Look through the entries below and report every line that has "Inclusive".

[Stored data]
____________

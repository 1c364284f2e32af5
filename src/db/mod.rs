//! Owner-scoped trade storage on SQLite.
//!
//! Decimal columns are stored as TEXT so amounts come back exactly as
//! written. Trade dates are fixed-width RFC 3339 strings, which keeps
//! lexical and chronological order the same.

use std::str::FromStr;

use anyhow::{Context, Result};
use async_trait::async_trait;
use chrono::{DateTime, SecondsFormat, Utc};
use sqlx::{sqlite::SqlitePoolOptions, QueryBuilder, Sqlite, SqlitePool};

use crate::error::ValuationError;
use crate::models::{AssetType, NewTrade, Symbol, Trade, TradeType};
use crate::money::Money;

const TRADE_COLUMNS: &str = "id, owner_id, symbol, asset_type, trade_type, quantity, \
     price_per_unit, total_amount, fees, notes, trade_date";

/// Optional narrowing of a trade listing.
#[derive(Debug, Clone, Default)]
pub struct TradeFilter {
    pub symbol: Option<Symbol>,
    pub asset_type: Option<AssetType>,
    /// Inclusive lower bound on trade date
    pub from: Option<DateTime<Utc>>,
    /// Inclusive upper bound on trade date
    pub to: Option<DateTime<Utc>>,
}

impl TradeFilter {
    pub fn matches(&self, trade: &Trade) -> bool {
        self.symbol.as_ref().map_or(true, |s| *s == trade.symbol)
            && self.asset_type.as_ref().map_or(true, |a| *a == trade.asset_type)
            && self.from.map_or(true, |from| trade.trade_date >= from)
            && self.to.map_or(true, |to| trade.trade_date <= to)
    }
}

/// Storage operations the valuation core reads trades through.
#[async_trait]
pub trait TradeStore: Send + Sync {
    /// Owner's trades matching `filter`, newest first.
    async fn list_trades_filtered(
        &self,
        owner_id: i64,
        filter: &TradeFilter,
    ) -> Result<Vec<Trade>, ValuationError>;

    async fn list_trades(&self, owner_id: i64) -> Result<Vec<Trade>, ValuationError> {
        self.list_trades_filtered(owner_id, &TradeFilter::default())
            .await
    }

    /// A trade owned by someone else is reported as not found.
    async fn get_trade(&self, owner_id: i64, id: i64) -> Result<Trade, ValuationError>;

    async fn insert_trade(&self, owner_id: i64, trade: &NewTrade) -> Result<Trade, ValuationError>;

    async fn delete_trade(&self, owner_id: i64, id: i64) -> Result<(), ValuationError>;
}

/// Database connection pool.
pub struct Database {
    pool: SqlitePool,
}

/// Raw trade row.
#[derive(Debug, Clone, sqlx::FromRow)]
pub struct StoredTrade {
    pub id: i64,
    pub owner_id: i64,
    pub symbol: String,
    pub asset_type: String,
    pub trade_type: String,
    pub quantity: String,
    pub price_per_unit: String,
    pub total_amount: String,
    pub fees: String,
    pub notes: Option<String>,
    pub trade_date: String,
}

impl TryFrom<StoredTrade> for Trade {
    type Error = ValuationError;

    fn try_from(row: StoredTrade) -> Result<Self, Self::Error> {
        let id = row.id;
        let corrupt = |reason: String| ValuationError::CorruptRecord { id, reason };
        let money = |column: &str, raw: &str| {
            Money::from_str(raw).map_err(|e| corrupt(format!("{column}: {e}")))
        };

        Ok(Trade {
            id,
            owner_id: row.owner_id,
            symbol: Symbol::parse(&row.symbol).map_err(|e| corrupt(e.to_string()))?,
            asset_type: AssetType::from_str(&row.asset_type).map_err(|e| corrupt(e.to_string()))?,
            trade_type: TradeType::from_str(&row.trade_type).map_err(|e| corrupt(e.to_string()))?,
            quantity: money("quantity", &row.quantity)?,
            price_per_unit: money("price_per_unit", &row.price_per_unit)?,
            total_amount: money("total_amount", &row.total_amount)?,
            fees: money("fees", &row.fees)?,
            notes: row.notes,
            trade_date: DateTime::parse_from_rfc3339(&row.trade_date)
                .map(|d| d.with_timezone(&Utc))
                .map_err(|e| corrupt(format!("trade_date: {e}")))?,
        })
    }
}

fn format_date(date: DateTime<Utc>) -> String {
    date.to_rfc3339_opts(SecondsFormat::Micros, true)
}

impl Database {
    /// Create a new database connection.
    pub async fn new(database_url: &str) -> Result<Self> {
        // Every connection to an in-memory database gets its own copy.
        let max_connections = if database_url.contains(":memory:") { 1 } else { 5 };

        let pool = SqlitePoolOptions::new()
            .max_connections(max_connections)
            .connect(database_url)
            .await
            .context("Failed to connect to database")?;

        let db = Self { pool };
        db.run_migrations().await?;

        Ok(db)
    }

    async fn run_migrations(&self) -> Result<()> {
        sqlx::query(
            r#"
            CREATE TABLE IF NOT EXISTS trades (
                id INTEGER PRIMARY KEY AUTOINCREMENT,
                owner_id INTEGER NOT NULL,
                symbol TEXT NOT NULL,
                asset_type TEXT NOT NULL,
                trade_type TEXT NOT NULL CHECK (trade_type IN ('BUY', 'SELL')),
                quantity TEXT NOT NULL,
                price_per_unit TEXT NOT NULL,
                total_amount TEXT NOT NULL,
                fees TEXT NOT NULL DEFAULT '0.00',
                notes TEXT,
                trade_date TEXT NOT NULL,
                created_at TEXT NOT NULL DEFAULT CURRENT_TIMESTAMP,
                updated_at TEXT NOT NULL DEFAULT CURRENT_TIMESTAMP
            )
            "#,
        )
        .execute(&self.pool)
        .await
        .context("Failed to create trades table")?;

        sqlx::query("CREATE INDEX IF NOT EXISTS idx_trades_owner_date ON trades(owner_id, trade_date)")
            .execute(&self.pool)
            .await?;
        sqlx::query("CREATE INDEX IF NOT EXISTS idx_trades_owner_symbol ON trades(owner_id, symbol)")
            .execute(&self.pool)
            .await?;

        Ok(())
    }
}

#[async_trait]
impl TradeStore for Database {
    async fn list_trades_filtered(
        &self,
        owner_id: i64,
        filter: &TradeFilter,
    ) -> Result<Vec<Trade>, ValuationError> {
        let mut query = QueryBuilder::<Sqlite>::new(format!(
            "SELECT {TRADE_COLUMNS} FROM trades WHERE owner_id = "
        ));
        query.push_bind(owner_id);

        if let Some(symbol) = &filter.symbol {
            query.push(" AND symbol = ").push_bind(symbol.as_str().to_string());
        }
        if let Some(asset_type) = &filter.asset_type {
            query
                .push(" AND asset_type = ")
                .push_bind(asset_type.as_str().to_string());
        }
        if let Some(from) = filter.from {
            query.push(" AND trade_date >= ").push_bind(format_date(from));
        }
        if let Some(to) = filter.to {
            query.push(" AND trade_date <= ").push_bind(format_date(to));
        }
        query.push(" ORDER BY trade_date DESC, id DESC");

        let rows = query
            .build_query_as::<StoredTrade>()
            .fetch_all(&self.pool)
            .await?;
        rows.into_iter().map(Trade::try_from).collect()
    }

    async fn get_trade(&self, owner_id: i64, id: i64) -> Result<Trade, ValuationError> {
        let sql = format!("SELECT {TRADE_COLUMNS} FROM trades WHERE id = ? AND owner_id = ?");
        let row: Option<StoredTrade> = sqlx::query_as(&sql)
            .bind(id)
            .bind(owner_id)
            .fetch_optional(&self.pool)
            .await?;

        row.ok_or(ValuationError::NotFound { id })?.try_into()
    }

    async fn insert_trade(&self, owner_id: i64, trade: &NewTrade) -> Result<Trade, ValuationError> {
        let trade = trade.validate()?;

        let result = sqlx::query(
            r#"
            INSERT INTO trades (
                owner_id, symbol, asset_type, trade_type, quantity,
                price_per_unit, total_amount, fees, notes, trade_date
            ) VALUES (?, ?, ?, ?, ?, ?, ?, ?, ?, ?)
            "#,
        )
        .bind(owner_id)
        .bind(trade.symbol.as_str())
        .bind(trade.asset_type.as_str())
        .bind(trade.trade_type.as_str())
        .bind(trade.quantity.to_string())
        .bind(trade.price_per_unit.to_string())
        .bind(trade.total_amount.to_string())
        .bind(trade.fees.to_string())
        .bind(trade.notes.as_deref())
        .bind(format_date(trade.trade_date))
        .execute(&self.pool)
        .await?;

        self.get_trade(owner_id, result.last_insert_rowid()).await
    }

    async fn delete_trade(&self, owner_id: i64, id: i64) -> Result<(), ValuationError> {
        let result = sqlx::query("DELETE FROM trades WHERE id = ? AND owner_id = ?")
            .bind(id)
            .bind(owner_id)
            .execute(&self.pool)
            .await?;

        if result.rows_affected() == 0 {
            return Err(ValuationError::NotFound { id });
        }
        Ok(())
    }
}

#[cfg(test)]
mod tests {
    use super::*;
    use chrono::TimeZone;
    use rust_decimal_macros::dec;

    async fn memory_db() -> Database {
        Database::new("sqlite::memory:").await.unwrap()
    }

    fn new_trade(symbol: &str, side: TradeType, qty: &str, price: &str) -> NewTrade {
        NewTrade {
            symbol: symbol.to_string(),
            asset_type: "stock".to_string(),
            trade_type: side,
            quantity: qty.parse().unwrap(),
            price_per_unit: price.parse().unwrap(),
            fees: None,
            notes: None,
            trade_date: None,
        }
    }

    #[tokio::test]
    async fn test_insert_and_get_round_trip() {
        let db = memory_db().await;
        let mut input = new_trade("aapl", TradeType::Buy, "0.12345678", "189.99");
        input.fees = Some("1.5".parse().unwrap());
        input.notes = Some("first lot".to_string());

        let saved = db.insert_trade(7, &input).await.unwrap();
        let loaded = db.get_trade(7, saved.id).await.unwrap();

        assert_eq!(loaded, saved);
        assert_eq!(loaded.symbol.as_str(), "AAPL");
        assert_eq!(loaded.quantity.to_string(), "0.12345678");
        assert_eq!(loaded.price_per_unit, Money::from(dec!(189.99)));
        assert_eq!(loaded.total_amount.to_string(), "23.46");
        assert_eq!(loaded.fees.to_string(), "1.50");
        assert_eq!(loaded.notes.as_deref(), Some("first lot"));
    }

    #[tokio::test]
    async fn test_owner_scoping() {
        let db = memory_db().await;
        let saved = db
            .insert_trade(1, &new_trade("MSFT", TradeType::Buy, "1", "300"))
            .await
            .unwrap();

        assert!(matches!(
            db.get_trade(2, saved.id).await,
            Err(ValuationError::NotFound { .. })
        ));
        assert!(db.list_trades(2).await.unwrap().is_empty());
        assert!(matches!(
            db.delete_trade(2, saved.id).await,
            Err(ValuationError::NotFound { .. })
        ));

        tokio_test::assert_ok!(db.delete_trade(1, saved.id).await);
        tokio_test::assert_err!(db.get_trade(1, saved.id).await);
    }

    #[tokio::test]
    async fn test_invalid_trade_not_stored() {
        let db = memory_db().await;
        let result = db
            .insert_trade(1, &new_trade("MSFT", TradeType::Buy, "-1", "300"))
            .await;

        assert!(matches!(result, Err(ValuationError::InvalidInput(_))));
        assert!(db.list_trades(1).await.unwrap().is_empty());
    }

    #[tokio::test]
    async fn test_list_order_and_filters() {
        let db = memory_db().await;
        let day = |d: u32| Utc.with_ymd_and_hms(2024, 3, d, 12, 0, 0).unwrap();

        for (symbol, asset, d) in [("AAPL", "stock", 1), ("BTC", "crypto", 5), ("AAPL", "stock", 9)] {
            let mut trade = new_trade(symbol, TradeType::Buy, "1", "10");
            trade.asset_type = asset.to_string();
            trade.trade_date = Some(day(d));
            db.insert_trade(1, &trade).await.unwrap();
        }

        let all = db.list_trades(1).await.unwrap();
        assert_eq!(all.len(), 3);
        assert_eq!(all[0].trade_date, day(9));
        assert_eq!(all[2].trade_date, day(1));

        let filter = TradeFilter {
            symbol: Some(Symbol::parse("aapl").unwrap()),
            ..TradeFilter::default()
        };
        assert_eq!(db.list_trades_filtered(1, &filter).await.unwrap().len(), 2);

        let filter = TradeFilter {
            asset_type: Some(AssetType::Crypto),
            ..TradeFilter::default()
        };
        let crypto = db.list_trades_filtered(1, &filter).await.unwrap();
        assert_eq!(crypto.len(), 1);
        assert_eq!(crypto[0].symbol.as_str(), "BTC");

        let filter = TradeFilter {
            from: Some(day(2)),
            to: Some(day(9)),
            ..TradeFilter::default()
        };
        let ranged = db.list_trades_filtered(1, &filter).await.unwrap();
        assert_eq!(ranged.len(), 2);
        assert!(ranged.iter().all(|t| filter.matches(t)));
    }
}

____________

Output for this exercise »
    /// Inclusive lower bound on trade date
    /// Inclusive upper bound on trade date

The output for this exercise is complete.